触れてみて。
先生は言った。
「誰かに恋をする時。その人の顔や性格以外に惚れる要素があるとしたら、どこだと思う?」と。
数十秒悩んだ。
のちに先生は言った。
「文章よ」
と。
「文章には、その人の心が宿る。美しいところも、恥ずかしいところも、汚れたところも、全て現れるのが文章なのよ」
なるほど。
妙に、腑に落ちた。
日頃からnoteをはじめとするSNSや、個人間のチャットなど、私たちは様々な場所で文章に触れている。

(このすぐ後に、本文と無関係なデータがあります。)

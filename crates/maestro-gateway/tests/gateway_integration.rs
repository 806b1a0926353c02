//! Integration tests running the gateway on a real listener.

#![allow(clippy::unwrap_used, clippy::expect_used)]

use async_trait::async_trait;
use maestro_core::{MaestroResult, TestCase, TestExecutionResult};
use maestro_engine::{AgentRegistry, Engine, EngineConfig, Gate};
use maestro_gateway::{ApiKeyConfig, GatewayServer};
use maestro_oracle::{ResultExtractor, RoutingOracle};
use maestro_reporting::{ReportSink, TestManagementClient};
use std::collections::HashMap;
use std::sync::Arc;
use tokio::net::TcpListener;

struct NoAgentsOracle;

#[async_trait]
impl RoutingOracle for NoAgentsOracle {
    async fn select_one(&self, _task: &str, _roster: &str) -> MaestroResult<Option<String>> {
        Ok(None)
    }
    async fn select_all(&self, _task: &str, _roster: &str) -> MaestroResult<Vec<String>> {
        Ok(vec![])
    }
}

struct EmptyExtractor;

#[async_trait]
impl ResultExtractor for EmptyExtractor {
    async fn extract(&self, _input: &str, _hint: &str) -> MaestroResult<serde_json::Value> {
        Ok(serde_json::json!({}))
    }
}

struct EmptyManagement;

#[async_trait]
impl TestManagementClient for EmptyManagement {
    async fn fetch_test_cases_by_labels(
        &self,
        _project_key: &str,
        _target_labels: &[String],
    ) -> MaestroResult<HashMap<String, Vec<TestCase>>> {
        Ok(HashMap::new())
    }
    async fn fetch_test_case_by_key(&self, test_case_key: &str) -> MaestroResult<TestCase> {
        Err(maestro_core::MaestroError::Report(format!(
            "unknown test case {test_case_key}"
        )))
    }

    async fn create_test_cycle(&self, _project: &str, _name: &str) -> MaestroResult<String> {
        Ok("CYC-1".to_string())
    }
    async fn create_test_executions(
        &self,
        _results: &[TestExecutionResult],
        _project: &str,
        _cycle: &str,
    ) -> MaestroResult<()> {
        Ok(())
    }
}

struct NullSink;

#[async_trait]
impl ReportSink for NullSink {
    async fn publish(&self, _results: &[TestExecutionResult]) -> MaestroResult<()> {
        Ok(())
    }
}

fn test_engine() -> Arc<Engine> {
    let config = EngineConfig {
        request_wait_secs: 1,
        task_timeout_secs: 5,
        poll_interval_secs: 0,
        automated_label: "automated".to_string(),
    };
    Arc::new(Engine::new(
        Arc::new(Gate::new(AgentRegistry::new(), config.request_wait())),
        reqwest::Client::new(),
        Arc::new(NoAgentsOracle),
        Arc::new(EmptyExtractor),
        Arc::new(EmptyManagement),
        Arc::new(NullSink),
        &config,
    ))
}

/// Start the gateway on a random port, returning its address and engine.
async fn start_test_server(api_key: Option<&str>) -> (String, Arc<Engine>) {
    let engine = test_engine();
    let app = GatewayServer::build(engine.clone(), ApiKeyConfig::new(api_key.map(String::from)));

    let listener = TcpListener::bind("127.0.0.1:0").await.unwrap();
    let addr = listener.local_addr().unwrap();
    tokio::spawn(async move {
        axum::serve(listener, app).await.unwrap();
    });
    tokio::time::sleep(std::time::Duration::from_millis(50)).await;

    (format!("http://127.0.0.1:{}", addr.port()), engine)
}

#[tokio::test]
async fn test_health_endpoint() {
    let (base, _engine) = start_test_server(None).await;
    let resp = reqwest::get(format!("{base}/health")).await.unwrap();
    assert_eq!(resp.status(), 200);
    let body: serde_json::Value = resp.json().await.unwrap();
    assert_eq!(body["service"], "maestro");
}

#[tokio::test]
async fn test_missing_issue_key_is_bad_request() {
    let (base, _engine) = start_test_server(None).await;
    let resp = reqwest::Client::new()
        .post(format!("{base}/new-requirements-available"))
        .json(&serde_json::json!({}))
        .send()
        .await
        .unwrap();
    assert_eq!(resp.status(), 400);
    let body: serde_json::Value = resp.json().await.unwrap();
    assert!(body["error"].as_str().unwrap().contains("issue key"));
}

#[tokio::test]
async fn test_no_registered_agents_is_not_found() {
    let (base, _engine) = start_test_server(None).await;
    let resp = reqwest::Client::new()
        .post(format!("{base}/new-requirements-available"))
        .json(&serde_json::json!({"issue_key": "QA-1"}))
        .send()
        .await
        .unwrap();
    assert_eq!(resp.status(), 404);
}

#[tokio::test]
async fn test_execute_tests_without_cases() {
    let (base, _engine) = start_test_server(None).await;
    let resp = reqwest::Client::new()
        .post(format!("{base}/execute-tests"))
        .json(&serde_json::json!({"project_key": "QA"}))
        .send()
        .await
        .unwrap();
    assert_eq!(resp.status(), 200);
    let body: serde_json::Value = resp.json().await.unwrap();
    assert_eq!(body["message"], "No automated test cases found to execute.");
}

#[tokio::test]
async fn test_held_gate_yields_service_unavailable() {
    let (base, engine) = start_test_server(None).await;
    let registry = engine.registry();
    let _guard = registry.lock().await;

    let resp = reqwest::Client::new()
        .post(format!("{base}/execute-tests"))
        .json(&serde_json::json!({"project_key": "QA"}))
        .send()
        .await
        .unwrap();
    assert_eq!(resp.status(), 503);
}

#[tokio::test]
async fn test_api_key_required_when_configured() {
    let (base, _engine) = start_test_server(Some("secret-key")).await;
    let client = reqwest::Client::new();

    let resp = client.get(format!("{base}/health")).send().await.unwrap();
    assert_eq!(resp.status(), 401);

    let resp = client
        .get(format!("{base}/health"))
        .header("X-API-Key", "wrong")
        .send()
        .await
        .unwrap();
    assert_eq!(resp.status(), 401);

    let resp = client
        .get(format!("{base}/health"))
        .header("X-API-Key", "secret-key")
        .send()
        .await
        .unwrap();
    assert_eq!(resp.status(), 200);
}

するとたまに、ドキッとするような文章に出会うことがある。
だが、現代ではそのほとんどが匿名で、性別や年齢はわからない。
でも、その人のことを想像する。
だからこそ、想像できる。
この人は、どこで何をして、どんな景色を見て、この文章を書いたのかな。
【私、すごく好きだな】
そうすると、しばらくの間は、心臓がうるさい。
文章には、読む、見るという言葉より、触れるという言葉の方がしっくりくる。
それはきっと、その人そのものを感じられるからなのかもしれない。
顔も名前も何も分からないその人に、触れられたような気がするから。
ざわざわして、ドキドキして、ホクホクする。
文章って、あたたかいな。
文章って、恋だな。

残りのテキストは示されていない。